[Stored data]
use super::lifecycle::Lifecycle;
use crate::config::RemoteConfig;
use crate::debug::{
    Breakpoint, Breakpoints, CpuState, DebugEvent, DebugInfo, MemoryKind,
    RunFlags, StepKind, StopReason,
};
use crate::error::{DebugError, MonitorError, Result};
use crate::monitor::{Checkpoint, MonitorClient, MonitorEvent, Response};
use std::collections::BTreeSet;
use std::path::Path;
use std::sync::Arc;
use tokio::sync::mpsc;
use tracing::{debug, info, instrument, warn};

//===========================================================================//

const MEMORY_SIZE: usize = 0x10000;

//===========================================================================//

/// A backend that drives an external emulator through its binary monitor.
///
/// The emulator does the executing; this engine translates breakpoints into
/// checkpoints, and implements source-level stepping by classifying each
/// stop the monitor reports and issuing further single-instruction advances
/// until the step is complete.
pub struct RemoteEngine {
    config: RemoteConfig,
    client: Option<MonitorClient>,
    monitor_events: Option<mpsc::UnboundedReceiver<MonitorEvent>>,
    debug_info: Option<Arc<dyn DebugInfo>>,
    breakpoints: Breakpoints,
    lifecycle: Lifecycle,
    // True while the target is inside the monitor.
    stopped: bool,
    // True while the session wants the target to run freely.
    want_running: bool,
    active_breakpoint: Option<Breakpoint>,
    run_flags: Option<RunFlags>,
    // The temporary checkpoint of an unfinished run-to-address step.
    run_to_checkpoint: Option<u32>,
    pause_requested: bool,
    memory_cache: Option<Box<[u8; MEMORY_SIZE]>>,
}
impl FakeState {
    fn new() -> FakeState {
        FakeState {
            memory: vec![0; 0x10000],
            registers: [0x05, 0x00, 0x00, 0xc000, 0xf6],
            checkpoints: BTreeMap::new(),
            next_checkpoint: 1,
            stops: VecDeque::new(),
            running: false,
            log: Vec::new(),
        }
    }

    fn add_checkpoint(&mut self, start: u16, end: u16, temporary: bool) -> Checkpoint {
        let checkpoint = Checkpoint {
            id: self.next_checkpoint,
            currently_hit: false,
            start,
            end,
            stop_when_hit: true,
            enabled: true,
            operation: 4,
            temporary,
            hit_count: 0,
            ignore_count: 0,
            has_condition: false,
            memspace: 0,
        };
        self.next_checkpoint += 1;
        self.checkpoints.insert(checkpoint.id, checkpoint.clone());
        checkpoint
    }

    fn handle(&mut self, frame: Frame) -> Vec<Frame> {
        let id = frame.header.request_id;
        let code = frame.header.message_type;
        let body = frame.body;
        self.log.push((code, body.clone()));
        let was_running = std::mem::replace(&mut self.running, false);
        let mut out = Vec::new();
        let reply = |body: Vec<u8>| Frame::new(code, 0, id, body);
        match code {
            0x01 => {
                let start = usize::from(le16(&body[1..]));
                let end = usize::from(le16(&body[3..]));
                let data = &self.memory[start..=end];
                let mut reply_body = (data.len() as u16).to_le_bytes().to_vec();
                reply_body.extend_from_slice(data);
                out.push(reply(reply_body));
            }
            0x02 => {
                let start = usize::from(le16(&body[1..]));
                let data = &body[8..];
                self.memory[start..start + data.len()].copy_from_slice(data);
                out.push(reply(Vec::new()));
            }
            0x12 => {
                let checkpoint =
                    self.add_checkpoint(le16(&body[0..]), le16(&body[2..]), body[7] != 0);
                out.push(Frame::new(0x11, 0, id, checkpoint_bytes(&checkpoint)));
            }
            0x13 => {
                let target = u32::from_le_bytes([body[0], body[1], body[2], body[3]]);
                if self.checkpoints.remove(&target).is_some() {
                    out.push(reply(Vec::new()));
                } else {
                    out.push(Frame::new(code, 0x01, id, Vec::new()));
                }
            }
            0x14 => {
                for checkpoint in self.checkpoints.values() {
                    out.push(Frame::new(0x11, 0, id, checkpoint_bytes(checkpoint)));
                }
                let count = self.checkpoints.len() as u32;
                out.push(reply(count.to_le_bytes().to_vec()));
            }
            0x31 => out.push(reply(self.register_bytes())),
            0x32 => {
                let count = usize::from(le16(&body[1..]));
                for item in body[3..].chunks(4).take(count) {
                    self.registers[usize::from(item[1])] = le16(&item[2..]);
                }
                out.push(reply(self.register_bytes()));
            }
            0x71 | 0x73 => {
                out.push(reply(Vec::new()));
                let next = self.registers[REG_PC].wrapping_add(1);
                let pc = self.stops.pop_front().unwrap_or(next);
                self.stop_at(pc, &mut out);
            }
            0x82 => {
                let mut reply_body = 2u16.to_le_bytes().to_vec();
                for (bank, name) in [(0u16, "cpu"), (1, "ram")] {
                    reply_body.push(3 + name.len() as u8);
                    reply_body.extend_from_slice(&bank.to_le_bytes());
                    reply_body.push(name.len() as u8);
                    reply_body.extend_from_slice(name.as_bytes());
                }
                out.push(reply(reply_body));
            }
            0x83 => {
                let mut reply_body = (REGISTER_NAMES.len() as u16).to_le_bytes().to_vec();
                for (index, name) in REGISTER_NAMES.iter().enumerate() {
                    let bits = if *name == "PC" { 16 } else { 8 };
                    reply_body.push(3 + name.len() as u8);
                    reply_body.extend_from_slice(&[index as u8, bits, name.len() as u8]);
                    reply_body.extend_from_slice(name.as_bytes());
                }
                out.push(reply(reply_body));
            }
            0xaa => {
                out.push(reply(Vec::new()));
                let pc = self.registers[REG_PC];
                out.push(event(0x63, pc.to_le_bytes().to_vec()));
                self.running = true;
                if let Some(pc) = self.stops.pop_front() {
                    self.stop_at(pc, &mut out);
                }
            }
            0x81 | 0xbb | 0xcc | 0xdd => out.push(reply(Vec::new())),
            _ => out.push(Frame::new(code, 0x83, id, Vec::new())),
        }
        // Any other command from a running emulator enters the monitor.
        if was_running && !matches!(code, 0x71 | 0x73 | 0xaa) {
            let pc = self.registers[REG_PC];
            out.push(event(0x62, pc.to_le_bytes().to_vec()));
        }
        out
    }

    fn stop_at(&mut self, pc: u16, out: &mut Vec<Frame>) {
        self.registers[REG_PC] = pc;
        self.running = false;
        let hits: Vec<u32> = self
            .checkpoints
            .values()
            .filter(|cp| cp.enabled && cp.start <= pc && pc <= cp.end)
            .map(|cp| cp.id)
            .collect();
        for id in hits {
            let Some(checkpoint) = self.checkpoints.get_mut(&id) else { continue };
            checkpoint.hit_count += 1;
            let mut record = checkpoint.clone();
            record.currently_hit = true;
            if record.temporary {
                self.checkpoints.remove(&id);
            }
            out.push(event(0x11, checkpoint_bytes(&record)));
        }
        out.push(event(0x62, pc.to_le_bytes().to_vec()));
    }

    fn register_bytes(&self) -> Vec<u8> {
        let mut body = (self.registers.len() as u16).to_le_bytes().to_vec();
        for (index, value) in self.registers.iter().enumerate() {
            body.extend_from_slice(&[3, index as u8]);
            body.extend_from_slice(&value.to_le_bytes());
        }
        body
    }

    fn count(&self, code: u8) -> usize {
        self.log.iter().filter(|(logged, _)| *logged == code).count()
    }
}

* [How to complete this task]: Go through the records above and copy every line with the word "iter".

* [Solution to this exercise]:
                for (index, name) in REGISTER_NAMES.iter().enumerate() {
        for (index, value) in self.registers.iter().enumerate() {
        self.log.iter().filter(|(logged, _)| *logged == code).count()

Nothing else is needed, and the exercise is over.